2.5. TGF-β Treatment Induces Significant Cell Growth Only in 3D Spheroids of CAOV3 Cell Line
TGF-β increased cell growth percentage in CAOV3, APOCC, SKOV3, OVCAR3 and A2780 cis cell lines in 2D models compared to the other cell lines (Figure 4A). Only CAOV3 cell line showed a significant cell growth increase in both 2D and 3D models. Anchorage-independent model of CAOV3 showed an increase in cell growth under the influence of TGF-β (37%). The CAOV3 cells changed their epithelial phenotype to an elongated mesenchymal phenotype after treatment with TGF-β (Figure 4B). Although TGF-β increased invasion potential and cell adhesion pattern in different cell lines, it failed to induce cell proliferation in all cell lines except in 3D CAOV3 model. CAOV3 is the only reported cell line that had an increased growth potential as a response to the prolonged TGF-β treatment.
2.6. TGF-β Receptor Kinase I Inhibitor (LY364947) Delays Wound Healing and Decreases Invasion Ability in CAOV3 Cell Line
CAOV3 and SKOV3 are the promising cell lines to study invasion and migration among the selected cancer cells both in 2D and 3D in vitro models. To validate the effect of TGF-β in these cancer cells, we used conventional 2D cultures for TGF-β inhibitor-based study. Both cell lines responded well with the TGF-β treatment and increased the invasive and migratory potential. TGF-β treatment fastened the wound healing process and facilitated invasion (Figure 4C,D,E). In contrast, the TGF-β inhibitor treatment reverted the effect of TGF-β (Figure 4C,D,E). Our study confirms that CAOV3 and SKOV3 cell lines respond well to the exogenous TGF-β and its impact can be reverted or minimized by the addition of TGF-β specific inhibitor. The results suggest that CAOV3 and SKOV3 cells are particularly sensitive to the exogenous TGF-β which can induce invasion and migration.

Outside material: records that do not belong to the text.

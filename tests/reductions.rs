//! Integration tests for the reduction engine (mean, variance, std, covariance,
//! max_occurence, sigmoid).

use numkernel::{Array, Axis, Kernel, KernelConfig, KernelError, Reduction};
use rand::rngs::StdRng;
use rand::{Rng, SeedableRng};
use statrs::statistics::Statistics;

fn vector(values: &[f64]) -> Array {
    Array::from_vector(values.to_vec()).unwrap()
}

fn sample_matrix() -> Array {
    Array::from_rows(vec![
        vec![1, 5, 3],
        vec![4, 2, 6],
        vec![7, 8, 0],
        vec![4, 2, 1],
    ])
    .unwrap()
}

fn scalar(r: Reduction<f64>) -> f64 {
    r.as_scalar().expect("expected a scalar reduction")
}

fn values(r: Reduction<f64>) -> Vec<f64> {
    r.as_vector().expect("expected a vector reduction").to_vec()
}

fn assert_close(a: f64, b: f64, tol: f64) {
    assert!((a - b).abs() < tol, "{} != {} (tol {})", a, b, tol);
}

// ---------------------------------------------------------------------------
// mean
// ---------------------------------------------------------------------------

#[test]
fn test_mean_of_vector() {
    let v = Array::from_vector(vec![-5, 3, 10, 2, 5, 0]).unwrap();
    assert_eq!(scalar(numkernel::mean(&v, Axis::Flat).unwrap()), 2.5);
}

#[test]
fn test_mean_ignores_axis_for_vectors() {
    let v = vector(&[1.0, 2.0, 6.0]);
    for axis in [Axis::Rows, Axis::Columns, Axis::Flat] {
        assert_eq!(scalar(numkernel::mean(&v, axis).unwrap()), 3.0);
    }
}

#[test]
fn test_mean_of_matrix_per_axis() {
    let m = sample_matrix();
    assert_eq!(values(numkernel::mean(&m, Axis::Rows).unwrap()), vec![4.0, 4.25, 2.5]);

    let rows = values(numkernel::mean(&m, Axis::Columns).unwrap());
    assert_eq!(rows.len(), 4);
    assert_close(rows[0], 3.0, 1e-12);
    assert_close(rows[3], 7.0 / 3.0, 1e-12);
}

#[test]
fn test_flat_mean_is_mean_of_column_means() {
    let m = sample_matrix();
    let flat = scalar(numkernel::mean(&m, Axis::Flat).unwrap());
    let column_means = values(numkernel::mean(&m, Axis::Rows).unwrap());
    let expected = column_means.iter().sum::<f64>() / column_means.len() as f64;
    assert_eq!(flat, expected);
    assert_close(flat, 43.0 / 12.0, 1e-12);
}

#[test]
fn test_mean_matches_statrs() {
    let mut rng = StdRng::seed_from_u64(3);
    let data: Vec<f64> = (0..500).map(|_| rng.gen_range(-100.0..100.0)).collect();
    let ours = scalar(numkernel::mean(&vector(&data), Axis::Flat).unwrap());
    assert_close(ours, data.iter().mean(), 1e-9);
}

// ---------------------------------------------------------------------------
// variance / std
// ---------------------------------------------------------------------------

#[test]
fn test_std_of_vector() {
    let v = Array::from_vector(vec![-5, 3, 8, 2, 0, -1]).unwrap();
    let std = scalar(numkernel::std(&v, 0, Axis::Flat).unwrap());
    assert_close(std, 3.9756201472921875, 1e-12);
}

#[test]
fn test_variance_and_std_match_statrs() {
    let mut rng = StdRng::seed_from_u64(5);
    let data: Vec<f64> = (0..300).map(|_| rng.gen_range(-10.0..10.0)).collect();
    let v = vector(&data);

    let population = scalar(numkernel::variance(&v, 0, Axis::Flat).unwrap());
    let sample = scalar(numkernel::variance(&v, 1, Axis::Flat).unwrap());
    assert_close(population, data.iter().population_variance(), 1e-9);
    assert_close(sample, data.iter().variance(), 1e-9);

    let sample_std = scalar(numkernel::std(&v, 1, Axis::Flat).unwrap());
    assert_close(sample_std, data.iter().std_dev(), 1e-9);
}

#[test]
fn test_variance_is_std_squared() {
    let mut rng = StdRng::seed_from_u64(9);
    for len in [2usize, 3, 10, 100] {
        let data: Vec<f64> = (0..len).map(|_| rng.gen_range(-50.0..50.0)).collect();
        let v = vector(&data);
        let var = scalar(numkernel::variance(&v, 0, Axis::Flat).unwrap());
        let std = scalar(numkernel::std(&v, 0, Axis::Flat).unwrap());
        assert_close(var, std * std, 1e-9 * var.max(1.0));
    }
}

#[test]
fn test_variance_of_matrix_per_axis() {
    let m = sample_matrix();
    let per_column = values(numkernel::variance(&m, 0, Axis::Rows).unwrap());
    assert_eq!(per_column.len(), 3);
    // column 0 = [1, 4, 7, 4], mean 4
    assert_close(per_column[0], 4.5, 1e-12);

    let per_row = values(numkernel::std(&m, 1, Axis::Columns).unwrap());
    assert_eq!(per_row.len(), 4);
    // row 0 = [1, 5, 3], sample std 2
    assert_close(per_row[0], 2.0, 1e-12);
}

#[test]
fn test_variance_rejects_dof_at_or_above_sample_count() {
    let data = [1.0, 2.0, 3.0, 4.0];
    let v = vector(&data);
    let err = numkernel::variance(&v, data.len(), Axis::Flat).unwrap_err();
    assert!(matches!(err, KernelError::Domain { operation: "variance", .. }));
    assert!(matches!(
        numkernel::std(&v, data.len() + 3, Axis::Flat),
        Err(KernelError::Domain { operation: "std", .. })
    ));

    // Lanes of a 4x3 matrix along axis 0 hold 4 samples.
    let m = sample_matrix();
    assert!(numkernel::variance(&m, 3, Axis::Rows).is_ok());
    assert!(matches!(
        numkernel::variance(&m, 4, Axis::Rows),
        Err(KernelError::Domain { .. })
    ));
    assert!(matches!(
        numkernel::variance(&m, 3, Axis::Columns),
        Err(KernelError::Domain { .. })
    ));
}

#[test]
fn test_flat_variance_and_std_are_unsupported_for_matrices() {
    let m = sample_matrix();
    assert!(matches!(
        numkernel::variance(&m, 0, Axis::Flat),
        Err(KernelError::Unsupported { .. })
    ));
    assert!(matches!(
        numkernel::std(&m, 0, Axis::Flat),
        Err(KernelError::Unsupported { .. })
    ));
}

// ---------------------------------------------------------------------------
// covariance
// ---------------------------------------------------------------------------

#[test]
fn test_covariance_is_symmetric_with_variance_diagonal() {
    let mut rng = StdRng::seed_from_u64(17);
    let rows: Vec<Vec<f64>> = (0..30)
        .map(|_| (0..4).map(|_| rng.gen_range(-3.0..3.0)).collect())
        .collect();
    let m = Array::from_rows(rows).unwrap();

    let cov = numkernel::covariance(&m).unwrap();
    let cov = cov.as_matrix().unwrap();
    assert_eq!(cov.shape(), (4, 4));

    let column_variances = values(numkernel::variance(&m, 0, Axis::Rows).unwrap());
    for i in 0..4 {
        assert_close(cov[(i, i)], column_variances[i], 1e-12);
        for j in 0..4 {
            assert_eq!(cov[(i, j)], cov[(j, i)]);
        }
    }
}

#[test]
fn test_covariance_of_known_matrix() {
    let m = Array::from_rows(vec![vec![1.0, 2.0], vec![3.0, 6.0], vec![5.0, 10.0]]).unwrap();
    let cov = numkernel::covariance(&m).unwrap();
    let cov = cov.as_matrix().unwrap();
    // x = [1, 3, 5], y = 2x: var(x) = 8/3, cov = 16/3, var(y) = 32/3
    assert_close(cov[(0, 0)], 8.0 / 3.0, 1e-12);
    assert_close(cov[(0, 1)], 16.0 / 3.0, 1e-12);
    assert_close(cov[(1, 1)], 32.0 / 3.0, 1e-12);
}

#[test]
fn test_covariance_rejects_vectors() {
    let v = vector(&[1.0, 2.0, 3.0]);
    assert!(matches!(
        numkernel::covariance(&v),
        Err(KernelError::Type { operation: "covariance", .. })
    ));
}

#[test]
fn test_reductions_agree_across_parallel_paths() {
    let mut rng = StdRng::seed_from_u64(23);
    let rows: Vec<Vec<f64>> = (0..64)
        .map(|_| (0..8).map(|_| rng.gen_range(-1.0..1.0)).collect())
        .collect();
    let m = Array::from_rows(rows).unwrap();

    let parallel = Kernel::new(KernelConfig::new(0));
    let sequential = Kernel::new(KernelConfig::sequential());
    for axis in [Axis::Rows, Axis::Columns] {
        assert_eq!(parallel.mean(&m, axis).unwrap(), sequential.mean(&m, axis).unwrap());
        assert_eq!(
            parallel.variance(&m, 1, axis).unwrap(),
            sequential.variance(&m, 1, axis).unwrap()
        );
    }
    assert_eq!(parallel.covariance(&m).unwrap(), sequential.covariance(&m).unwrap());
}

// ---------------------------------------------------------------------------
// max_occurence / sigmoid
// ---------------------------------------------------------------------------

#[test]
fn test_max_occurence_returns_most_frequent() {
    let v = Array::from_vector(vec![-5, 3, 10, 2, 1, -1, -5, 2, 2]).unwrap();
    assert_eq!(numkernel::max_occurence(&v).unwrap(), 2.0);
}

#[test]
fn test_max_occurence_breaks_ties_by_first_occurrence() {
    let v = vector(&[7.0, 1.0, 1.0, 7.0, 3.0]);
    assert_eq!(numkernel::max_occurence(&v).unwrap(), 7.0);

    let zeros = vector(&[-0.0, 4.0, 0.0, 4.0, 0.0]);
    assert_eq!(numkernel::max_occurence(&zeros).unwrap(), 0.0);
}

#[test]
fn test_max_occurence_rejects_matrices() {
    assert!(matches!(
        numkernel::max_occurence(&sample_matrix()),
        Err(KernelError::Type { .. })
    ));
}

#[test]
fn test_sigmoid_elementwise() {
    let v = vector(&[0.0, 2.0, -2.0, 40.0, -800.0]);
    let s = numkernel::sigmoid(&v).unwrap();
    assert_eq!(s.len(), 5);
    assert_eq!(s[0], 0.5);
    assert_close(s[1], 0.8807970779778823, 1e-12);
    assert_close(s[1] + s[2], 1.0, 1e-12);
    assert_close(s[3], 1.0, 1e-12);
    assert_eq!(s[4], 0.0);
}

#[test]
fn test_sigmoid_rejects_matrices() {
    assert!(matches!(
        numkernel::sigmoid(&sample_matrix()),
        Err(KernelError::Type { operation: "sigmoid", .. })
    ));
}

2.7. LY364947 Decreases Cell Proliferation and ATP Production in a Concentration-Dependent Manner in 2D Model
LY364947 was able to induce cell proliferation reduction in a dose-dependent manner with an IC50 value of 52.73nM in CAOV3 and 118.5nM in SKOV3 in 2D models (Figure 5A,B left panel). The treatment with LY364947 also reduced the ATP production (Figure 5A,B right panel). Since the compound can induce cell death at a very high concentration, we decided to use a lower concentration of 10uM for further study. The Oxygen Consumption Rate (OCR), basal respiration and OCR-linked ATP production were higher in SKOV3 cells treated with TGF-β compared to control and TGF-β inhibitor-treated cells (Figure 5C). The TGF-β specific inhibitor clearly reduces cell proliferation and ATP production, inhibits wound healing and decreases OCR level suggesting that TGF-β inhibitor reverses TGF-β effect in SKOV3 and CAOV3 cells.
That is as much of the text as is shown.